If you’re specifically integrating with Bedrock AgentCore, start with docs/integrations/agentcore-mcp.md.

For the Claude-first Remote MCP deployment guide, see:

  • docs/integrations/remote-mcp.md

For v1.0 fail-closed migration notes that affect MCP transport and session behavior, see:

  • docs/migration/v1-security.md

OAuth helper surfaces used by Remote MCP deployments and Autheory are in:

  • github.com/theory-cloud/apptheory/runtime/oauth

Transport + endpoint

AppTheory implements MCP Streamable HTTP on a single path:

  • POST /mcp: JSON-RPC requests, notifications, and client responses
  • GET /mcp: resumable SSE replay via Last-Event-ID, or a short-lived keepalive SSE response when Last-Event-ID is absent
  • DELETE /mcp: session termination

Header names are case-insensitive on the wire. The examples in this doc use lowercase HTTP headers.

  • Session header: mcp-session-id
  • Protocol header: mcp-protocol-version
  • Resume header: last-event-id

Important transport behavior:

  • POST /mcp requires content-type: application/json
  • POST /mcp requires accept support for both application/json and text/event-stream
  • GET /mcp requires accept support for text/event-stream
  • initialize is the only request that creates a session and returns mcp-session-id
  • subsequent POST /mcp, GET /mcp, and DELETE /mcp calls require mcp-session-id
  • missing session header returns 400
  • unknown or expired sessions return 404
  • mcp-protocol-version is optional after initialization; when present it must be supported and must match the session’s negotiated protocol version
  • JSON-RPC success and error payloads return HTTP 200; transport-level failures such as missing sessions, bad protocol headers, rejected origins, or missing replay events return HTTP 4xx / 5xx

Supported protocol versions negotiated on initialize:

  • 2025-11-25 (latest)
  • 2025-06-18
  • 2025-03-26 (legacy compatibility / batch mode)

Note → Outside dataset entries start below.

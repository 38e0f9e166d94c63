//! Duplicate resolution: one candidate per effective date.
//!
//! The same economic event commonly appears several times in a fact set:
//! declared vs paid tags, original filings vs amended restatements, a 10-Q
//! and the year's 10-K both covering the quarter. Candidates are grouped on
//! the effective date and exactly one representative survives per group.
//!
//! Preference order within a group (deterministic):
//!
//! 1. most recently filed source form (restatements supersede originals)
//! 2. complete fiscal metadata (year + quarter) over incomplete
//! 3. quarterly classification, nearest to a nominal quarter length
//! 4. first in input order (stable fallback)

use std::collections::BTreeMap;

use chrono::NaiveDate;

use crate::domain::{DividendCandidate, PeriodType};

/// Nominal quarter length in days, for the proximity tiebreak.
const NOMINAL_QUARTER_DAYS: i64 = 91;

/// Output of the deduplication pass.
#[derive(Debug, Clone)]
pub struct DedupedCandidates {
    pub candidates: Vec<DividendCandidate>,
    /// Candidates discarded because another fact for the same date won.
    pub duplicates_resolved: usize,
}

/// Collapse candidates onto unique effective dates, date-ordered.
pub fn dedup_by_date(candidates: Vec<DividendCandidate>) -> DedupedCandidates {
    let mut by_date: BTreeMap<NaiveDate, Vec<DividendCandidate>> = BTreeMap::new();
    for c in candidates {
        by_date.entry(c.effective_date).or_default().push(c);
    }

    let mut out = Vec::with_capacity(by_date.len());
    let mut duplicates_resolved = 0usize;

    for (_, group) in by_date {
        duplicates_resolved += group.len() - 1;
        out.push(resolve_group(group));
    }

    DedupedCandidates {
        candidates: out,
        duplicates_resolved,
    }
}

/// Pick the winning candidate from a same-date group.
fn resolve_group(mut group: Vec<DividendCandidate>) -> DividendCandidate {
    let mut best_idx = 0usize;
    for idx in 1..group.len() {
        if beats(&group[idx], &group[best_idx]) {
            best_idx = idx;
        }
    }
    group.swap_remove(best_idx)
}

/// Whether `a` strictly beats the current winner `b`.
fn beats(a: &DividendCandidate, b: &DividendCandidate) -> bool {
    // 1. Most recently filed wins; a known filing date beats an unknown one.
    match (a.filed, b.filed) {
        (Some(fa), Some(fb)) if fa != fb => return fa > fb,
        (Some(_), None) => return true,
        (None, Some(_)) => return false,
        _ => {}
    }

    // 2. Complete fiscal metadata wins.
    if a.has_fiscal_metadata() != b.has_fiscal_metadata() {
        return a.has_fiscal_metadata();
    }

    // 3. Quarterly classification wins; among quarterly, closest to a
    //    nominal quarter.
    let a_quarterly = a.period_type == PeriodType::Quarterly;
    let b_quarterly = b.period_type == PeriodType::Quarterly;
    if a_quarterly != b_quarterly {
        return a_quarterly;
    }
    if a_quarterly && b_quarterly {
        if let (Some(da), Some(db)) = (a.period_days, b.period_days) {
            let dist_a = (da - NOMINAL_QUARTER_DAYS).abs();
            let dist_b = (db - NOMINAL_QUARTER_DAYS).abs();
            if dist_a != dist_b {
                return dist_a < dist_b;
            }
        }
    }

    // 4. Keep the incumbent (input order).
    false
}
//! Fact normalization: raw tagged facts to working candidates.
//!
//! This stage is a pure transform with skip-don't-raise semantics:
//!
//! - **Strict requirements** (`period_end`, `amount`, a recognized per-share
//!   unit, a positive amount) — facts failing any of these are dropped and
//!   counted, never turned into an error. A batch always continues.
//! - **No classification here**: period/duration bucketing is the next
//!   stage's job; this one only carries fields across and derives
//!   `period_days` and the effective date.

use crate::domain::{DividendCandidate, EngineConfig, PeriodType, RawFact};

/// Output of the normalization pass.
#[derive(Debug, Clone)]
pub struct NormalizedFacts {
    pub candidates: Vec<DividendCandidate>,
    /// Facts dropped for missing fields, bad units, or non-positive amounts.
    pub skipped: usize,
}

/// Convert raw facts into candidates, dropping malformed entries.
pub fn normalize_facts(facts: &[RawFact], config: &EngineConfig) -> NormalizedFacts {
    let mut candidates = Vec::with_capacity(facts.len());
    let mut skipped = 0usize;

    for fact in facts {
        match normalize_fact(fact, config) {
            Some(candidate) => candidates.push(candidate),
            None => skipped += 1,
        }
    }

    NormalizedFacts { candidates, skipped }
}

/// Normalize a single fact. `None` means the fact is malformed and skipped.
fn normalize_fact(fact: &RawFact, config: &EngineConfig) -> Option<DividendCandidate> {
    let amount = fact.amount?;
    let effective_date = fact.period_end?;

    // Non-positive amounts are rejected outright, never scored.
    if amount <= 0.0 || !amount.is_finite() {
        return None;
    }

    if !config.is_recognized_unit(&fact.unit) {
        return None;
    }

    let period_days = fact
        .period_start
        .map(|start| (effective_date - start).num_days());

    Some(DividendCandidate {
        amount,
        effective_date,
        period_start: fact.period_start,
        period_days,
        // Placeholder until the Period Classifier runs.
        period_type: PeriodType::Unknown,
        fiscal_year: fact.fiscal_year,
        fiscal_period: fact.fiscal_period,
        fiscal_quarter: fact.fiscal_period.quarter(),
        form_type: fact.form_type.clone(),
        filed: fact.filed,
        source_tag: fact.source_tag.clone(),
        is_annual_total: false,
    })
}

#[cfg(test)]
mod tests {
    use super::*;
    use crate::domain::FiscalPeriod;
    use chrono::NaiveDate;

    fn fact(amount: Option<f64>, end: Option<NaiveDate>, unit: &str) -> RawFact {
        RawFact {
            amount,
            period_start: None,
            period_end: end,
            fiscal_year: Some(2024),
            fiscal_period: FiscalPeriod::Q1,
            form_type: "10-Q".to_string(),
            unit: unit.to_string(),
            filed: None,
            source_tag: "CommonStockDividendsPerShareDeclared".to_string(),
            accession: None,
        }
    }

    fn date(y: i32, m: u32, d: u32) -> NaiveDate {
        NaiveDate::from_ymd_opt(y, m, d).unwrap()
    }

    #[test]
    fn drops_facts_missing_amount_or_end_date() {
        let config = EngineConfig::default();
        let facts = vec![
            fact(Some(0.25), Some(date(2024, 3, 30)), "USD/shares"),
            fact(None, Some(date(2024, 3, 30)), "USD/shares"),
            fact(Some(0.25), None, "USD/shares"),
        ];
        let out = normalize_facts(&facts, &config);
        assert_eq!(out.candidates.len(), 1);
        assert_eq!(out.skipped, 2);
    }

    #[test]
    fn drops_non_positive_amounts_and_bad_units() {
        let config = EngineConfig::default();
        let facts = vec![
            fact(Some(0.0), Some(date(2024, 3, 30)), "USD/shares"),
            fact(Some(-0.25), Some(date(2024, 3, 30)), "USD/shares"),
            fact(Some(1_000_000.0), Some(date(2024, 3, 30)), "USD"),
            fact(Some(0.25), Some(date(2024, 3, 30)), "pure"),
        ];
        let out = normalize_facts(&facts, &config);
        assert!(out.candidates.is_empty());
        assert_eq!(out.skipped, 4);
    }

    #[test]
    fn derives_period_days_and_effective_date() {
        let config = EngineConfig::default();
        let mut raw = fact(Some(0.25), Some(date(2024, 3, 30)), "USD/shares");
        raw.period_start = Some(date(2023, 12, 31));

        let out = normalize_facts(&[raw], &config);
        let c = &out.candidates[0];
        assert_eq!(c.effective_date, date(2024, 3, 30));
        assert_eq!(c.period_days, Some(90));
        assert_eq!(c.fiscal_quarter, Some(1));
        assert!(!c.is_annual_total);
    }

    #[test]
    fn instant_facts_have_no_period_days() {
        let config = EngineConfig::default();
        let out = normalize_facts(
            &[fact(Some(0.25), Some(date(2024, 3, 30)), "USD/shares")],
            &config,
        );
        assert_eq!(out.candidates[0].period_days, None);
    }
}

If the client requests an unsupported protocol version during initialize, AppTheory counter-proposes the latest supported version instead of failing the request.

If a request includes an Origin header, AppTheory validates it fail-closed. The default allowlist is:

  • https://claude.ai
  • https://claude.com

Use mcp.WithOriginValidator(...) to replace that policy for other browser-based callers.

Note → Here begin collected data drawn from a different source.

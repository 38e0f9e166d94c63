//! Output writers for processed ledgers.

pub mod export;

pub use export::*;
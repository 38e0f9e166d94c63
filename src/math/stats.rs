//! Order statistics over small samples of per-share amounts.
//!
//! The populations involved are tiny (a company pays at most a handful of
//! dividends per fiscal year), so everything here sorts a copied slice and
//! reads off positions. No attempt at streaming or single-pass algorithms.
//!
//! Conventions (must stay stable, downstream scoring depends on them):
//! - `median` averages the two middle elements for even-length samples
//! - `quartiles` uses the simple index method: Q1 at `n/4`, Q3 at `3n/4`
//! - `stdev` is the sample standard deviation (n - 1 denominator)

/// Median of a sample. `None` for an empty slice.
pub fn median(values: &[f64]) -> Option<f64> {
    if values.is_empty() {
        return None;
    }
    let mut sorted = values.to_vec();
    sorted.sort_by(|a, b| a.partial_cmp(b).unwrap_or(std::cmp::Ordering::Equal));
    let n = sorted.len();
    if n % 2 == 1 {
        Some(sorted[n / 2])
    } else {
        Some((sorted[n / 2 - 1] + sorted[n / 2]) / 2.0)
    }
}

/// First and third quartiles by the index method. `None` below 2 elements.
pub fn quartiles(values: &[f64]) -> Option<(f64, f64)> {
    if values.len() < 2 {
        return None;
    }
    let mut sorted = values.to_vec();
    sorted.sort_by(|a, b| a.partial_cmp(b).unwrap_or(std::cmp::Ordering::Equal));
    let n = sorted.len();
    Some((sorted[n / 4], sorted[(3 * n / 4).min(n - 1)]))
}

/// Arithmetic mean. `None` for an empty slice.
pub fn mean(values: &[f64]) -> Option<f64> {
    if values.is_empty() {
        return None;
    }
    Some(values.iter().sum::<f64>() / values.len() as f64)
}

/// Sample standard deviation (n - 1). `None` below 2 elements.
pub fn stdev(values: &[f64]) -> Option<f64> {
    if values.len() < 2 {
        return None;
    }
    let m = mean(values)?;
    let ss: f64 = values.iter().map(|v| (v - m) * (v - m)).sum();
    Some((ss / (values.len() - 1) as f64).sqrt())
}

/// Coefficient of variation (stdev / mean). `None` when undefined or the
/// mean is non-positive.
pub fn coefficient_of_variation(values: &[f64]) -> Option<f64> {
    let m = mean(values)?;
    if m <= 0.0 {
        return None;
    }
    Some(stdev(values)? / m)
}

Strict transport compatibility rollout

Roll strict Streamable HTTP behavior out with a client canary before making it the only production path:

  1. Canary clients must send content-type: application/json on every POST /mcp.
  2. Canary clients must send accept: application/json, text/event-stream on every POST /mcp.
  3. Canary clients must send accept: text/event-stream on every GET /mcp.
  4. After initialization, clients should either omit mcp-protocol-version or send the exact negotiated version.
  5. Streaming clients must tolerate the initial empty-data priming SSE event and store its id for reconnect.
  6. Reconnect with GET /mcp plus the latest last-event-id; do not assume dropped TCP connections cancel work.

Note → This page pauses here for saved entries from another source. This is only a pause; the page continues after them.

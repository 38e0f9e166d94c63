//! Shared domain types.
//!
//! These types are intentionally kept lightweight and serializable so they can be:
//!
//! - used in-memory during a company's batch run
//! - exported to JSON for the persistence collaborator
//! - reloaded later for reporting or comparisons

use std::collections::HashMap;

use chrono::{Datelike, NaiveDate};
use serde::{Deserialize, Serialize};

/// The fiscal reporting sub-period tag attached to a fact by its source filing.
///
/// `Fy` marks a full-fiscal-year aggregate and is strong evidence that the fact
/// is a cumulative annual total rather than a discrete payment.
#[derive(Debug, Clone, Copy, PartialEq, Eq, Hash, Serialize, Deserialize)]
#[serde(rename_all = "UPPERCASE")]
pub enum FiscalPeriod {
    Q1,
    Q2,
    Q3,
    Q4,
    Fy,
    Hy,
    Unknown,
}

impl FiscalPeriod {
    /// Parse the upstream tag string (`"Q1"`, `"FY"`, ...). Anything
    /// unrecognized (including an absent tag) maps to `Unknown`.
    pub fn parse(tag: Option<&str>) -> Self {
        match tag {
            Some("Q1") => FiscalPeriod::Q1,
            Some("Q2") => FiscalPeriod::Q2,
            Some("Q3") => FiscalPeriod::Q3,
            Some("Q4") => FiscalPeriod::Q4,
            Some("FY") => FiscalPeriod::Fy,
            Some("H1") | Some("H2") | Some("HY") => FiscalPeriod::Hy,
            _ => FiscalPeriod::Unknown,
        }
    }

    /// Fiscal quarter number (1-4) when the tag is a quarter tag.
    pub fn quarter(self) -> Option<u8> {
        match self {
            FiscalPeriod::Q1 => Some(1),
            FiscalPeriod::Q2 => Some(2),
            FiscalPeriod::Q3 => Some(3),
            FiscalPeriod::Q4 => Some(4),
            _ => None,
        }
    }
}

/// Reporting-period duration bucket derived from a fact's start/end dates.
#[derive(Debug, Clone, Copy, PartialEq, Eq, Hash, Serialize, Deserialize)]
#[serde(rename_all = "snake_case")]
pub enum PeriodType {
    /// Only `period_end` present; the fact is a point-in-time declaration.
    Instant,
    Quarterly,
    SemiAnnual,
    Annual,
    /// Duration falls outside every classification window. Not necessarily
    /// wrong (boundary variance is common), so penalized rather than rejected.
    Unknown,
}

impl PeriodType {
    pub fn display_name(self) -> &'static str {
        match self {
            PeriodType::Instant => "instant",
            PeriodType::Quarterly => "quarterly",
            PeriodType::SemiAnnual => "semi_annual",
            PeriodType::Annual => "annual",
            PeriodType::Unknown => "unknown",
        }
    }
}

/// A single tagged per-share fact, exactly as the fetch collaborator hands it
/// over. Immutable input; the fetch layer applies no filtering or dedup.
#[derive(Debug, Clone, Serialize, Deserialize)]
pub struct RawFact {
    /// Per-share amount. Optional here so the Normalizer can reject facts
    /// missing it rather than the ingest layer failing the batch.
    pub amount: Option<f64>,
    pub period_start: Option<NaiveDate>,
    pub period_end: Option<NaiveDate>,
    pub fiscal_year: Option<i32>,
    pub fiscal_period: FiscalPeriod,
    /// Source form type, e.g. "10-Q", "10-K", "10-Q/A".
    pub form_type: String,
    /// Unit tag from the source document; must be a recognized per-share
    /// currency unit or the fact is dropped.
    pub unit: String,
    /// Date the source form was filed. Used by the Deduplicator to prefer
    /// the most recent restatement of the same economic event.
    pub filed: Option<NaiveDate>,
    /// Disclosure tag the fact came from (e.g.
    /// "CommonStockDividendsPerShareDeclared").
    pub source_tag: String,
    /// Filing accession number, when the source document carries one.
    pub accession: Option<String>,
}

/// The engine's working representation of one fact: all `RawFact` content
/// plus derived classification fields. Exists only for the duration of one
/// company's batch run.
#[derive(Debug, Clone, PartialEq)]
pub struct DividendCandidate {
    pub amount: f64,
    /// Canonical ex-dividend proxy; equals the fact's `period_end`.
    pub effective_date: NaiveDate,
    pub period_start: Option<NaiveDate>,
    /// `period_end - period_start` in days, when both dates exist.
    pub period_days: Option<i64>,
    pub period_type: PeriodType,
    pub fiscal_year: Option<i32>,
    pub fiscal_period: FiscalPeriod,
    pub fiscal_quarter: Option<u8>,
    pub form_type: String,
    pub filed: Option<NaiveDate>,
    pub source_tag: String,
    /// Set by the Annual-Total Detector; annual totals feed population
    /// statistics but are never emitted as events.
    pub is_annual_total: bool,
}

impl DividendCandidate {
    /// Year bucket used for population statistics: the tagged fiscal year
    /// when present, else the calendar year of the effective date.
    pub fn stats_year(&self) -> i32 {
        self.fiscal_year.unwrap_or_else(|| self.effective_date.year())
    }

    /// Whether the fact carries complete fiscal metadata (year + quarter).
    pub fn has_fiscal_metadata(&self) -> bool {
        self.fiscal_year.is_some() && self.fiscal_quarter.is_some()
    }
}

/// A vetted discrete dividend event, the engine's terminal artifact.
///
/// At most one event exists per (company, effective_date). The persistence
/// collaborator owns all further mutation (review-state transitions).
#[derive(Debug, Clone, PartialEq, Serialize, Deserialize)]
pub struct DividendEvent {
    pub effective_date: NaiveDate,
    pub amount: f64,
    pub fiscal_year: Option<i32>,
    pub fiscal_quarter: Option<u8>,
    pub period_type: PeriodType,
    /// Heuristic trust measure in [0.0, 1.0].
    pub confidence: f64,
    /// True iff `confidence < review_threshold` (0.8 by default).
    pub needs_review: bool,
    /// One entry per triggered penalty, in rule-table order.
    pub confidence_reasons: Vec<String>,
}

/// Per-run counters reported alongside the event sequence.
#[derive(Debug, Clone, Copy, Default, PartialEq, Eq, Serialize, Deserialize)]
pub struct RunCounters {
    /// Raw facts handed to the Normalizer.
    pub facts_seen: usize,
    /// Facts dropped for missing fields, non-positive amounts, or bad units.
    pub malformed_skipped: usize,
    /// Candidates marked as cumulative annual totals and filtered.
    pub annual_totals_filtered: usize,
    /// Candidates discarded because another fact for the same date won.
    pub duplicates_resolved: usize,
    /// Events emitted.
    pub events_emitted: usize,
    /// Events with `needs_review == true`.
    pub flagged_for_review: usize,
}

/// Per-company scoring override, injected via `EngineConfig::overrides`.
///
/// Some issuers are known to have unusual payout levels (the upstream docs
/// carry a short hardcoded list); modeling this as injected configuration
/// keeps the engine unit-testable without embedded reference tables.
#[derive(Debug, Clone, Copy, PartialEq, Serialize, Deserialize)]
pub struct CompanyOverride {
    /// Company-specific ceiling on a plausible per-share amount.
    pub max_reasonable_amount: f64,
}

/// Engine thresholds. `Default` reproduces the documented production values;
/// every scenario in the acceptance tests assumes these defaults.
#[derive(Debug, Clone, PartialEq)]
pub struct EngineConfig {
    /// Amounts above this are penalized as implausibly high ($/share).
    pub max_reasonable_amount: f64,
    /// Amounts below this are penalized as implausibly low ($/share).
    pub min_reasonable_amount: f64,
    /// Ratio to the fiscal-year quarterly median above which a fact is an
    /// outlier (annual-total candidate and heavy scoring penalty).
    pub outlier_ratio: f64,
    /// Ratio above which a fact is merely elevated (lighter penalty).
    pub elevated_ratio: f64,
    /// Events scoring below this are flagged for human review.
    pub review_threshold: f64,
    /// Minimum quarterly-classified facts per year for the ratio checks;
    /// below this the population statistics are undefined.
    pub min_quarterly_population: usize,
    /// Unit tags accepted as per-share currency amounts.
    pub recognized_units: Vec<String>,
    /// Injected per-company overrides, keyed by company id.
    pub overrides: HashMap<String, CompanyOverride>,
}

impl Default for EngineConfig {
    fn default() -> Self {
        Self {
            max_reasonable_amount: 50.0,
            min_reasonable_amount: 0.01,
            outlier_ratio: 3.0,
            elevated_ratio: 2.0,
            review_threshold: 0.8,
            min_quarterly_population: 2,
            recognized_units: vec!["USD/shares".to_string()],
            overrides: HashMap::new(),
        }
    }
}

impl EngineConfig {
    pub fn is_recognized_unit(&self, unit: &str) -> bool {
        self.recognized_units.iter().any(|u| u == unit)
    }

    pub fn override_for(&self, company_id: &str) -> Option<&CompanyOverride> {
        self.overrides.get(company_id)
    }
}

Compatibility risks to check during canary:

  • older clients that send Accept: application/json only on POST /mcp now receive HTTP 400
  • clients that omit Content-Type or send non-JSON content types now receive HTTP 400
  • clients that pin a protocol header different from the negotiated session version now receive HTTP 400
  • SSE parsers that assume the first frame is JSON-RPC must skip or record the empty priming frame
  • replay clients that reuse a Last-Event-ID from another stream now fail closed instead of receiving unrelated events

Mounting the handler is still just normal AppTheory routing:

srv := mcp.NewServer("my-mcp-server", "dev")

app := apptheory.New()
h := srv.Handler()
app.Post("/mcp", h)
app.Get("/mcp", h)
app.Delete("/mcp", h)

Supported JSON-RPC surface

AppTheory currently dispatches these MCP request methods:

  • initialize
  • ping
  • tools/list
  • tools/call
  • resources/list
  • resources/read
  • resources/subscribe
  • resources/unsubscribe
  • logging/setLevel
  • completion/complete
  • tasks/get
  • tasks/result
  • tasks/list
  • tasks/cancel
  • prompts/list
  • prompts/get

Accepted notification methods:

  • notifications/initialized
  • notifications/cancelled

Other transport notes:

  • posted client responses are accepted for Streamable HTTP compliance and return 202 Accepted with no body
  • notifications also return 202 Accepted with no body
  • JSON-RPC batch requests are only supported for legacy 2025-03-26 callers; after a session is established, batch dispatch uses the session’s negotiated protocol version when the request omits mcp-protocol-version

Runtime hardening guarantees

The MCP runtime fails closed around tool execution and durable replay:

  • buffered and streaming tools/call panics are recovered as sanitized JSON-RPC internal errors; panic values are logged server-side and are not returned to clients
  • DynamoSessionStore.Put is an upsert, so sliding-session refreshes update the existing session data and TTL instead of failing when a session row already exists
  • S3-spilled stream events are read through AppTheory’s private object-store helper with bounded reads before replay validation; the read cap uses the recorded event byte count and the configured maximum event size before size/hash validation

Capabilities advertisement (initialize)

The initialize result advertises only surfaces that are both enabled in mcp.CapabilityConfig and actually registered on the server:

  • if srv.Registry().Len() > 0 and tools are enabled -> "tools": {}
  • if srv.Resources().Len() > 0 and resources are enabled -> "resources": {}
  • if srv.Prompts().Len() > 0 and prompts are enabled -> "prompts": {}
  • if mcp.WithCompletionHooks(...) has at least one hook and completions are enabled -> "completions": {}
  • if mcp.WithTaskRuntime(...) supplies a store, at least one registered tool declares task support, and tasks are enabled -> "tasks": {...} for protocol 2025-11-25 sessions

The default capability policy enables the implemented surfaces, but registration is still required before they are advertised. Use mcp.WithCapabilityConfig(...) to withhold an implemented surface for a product rollout.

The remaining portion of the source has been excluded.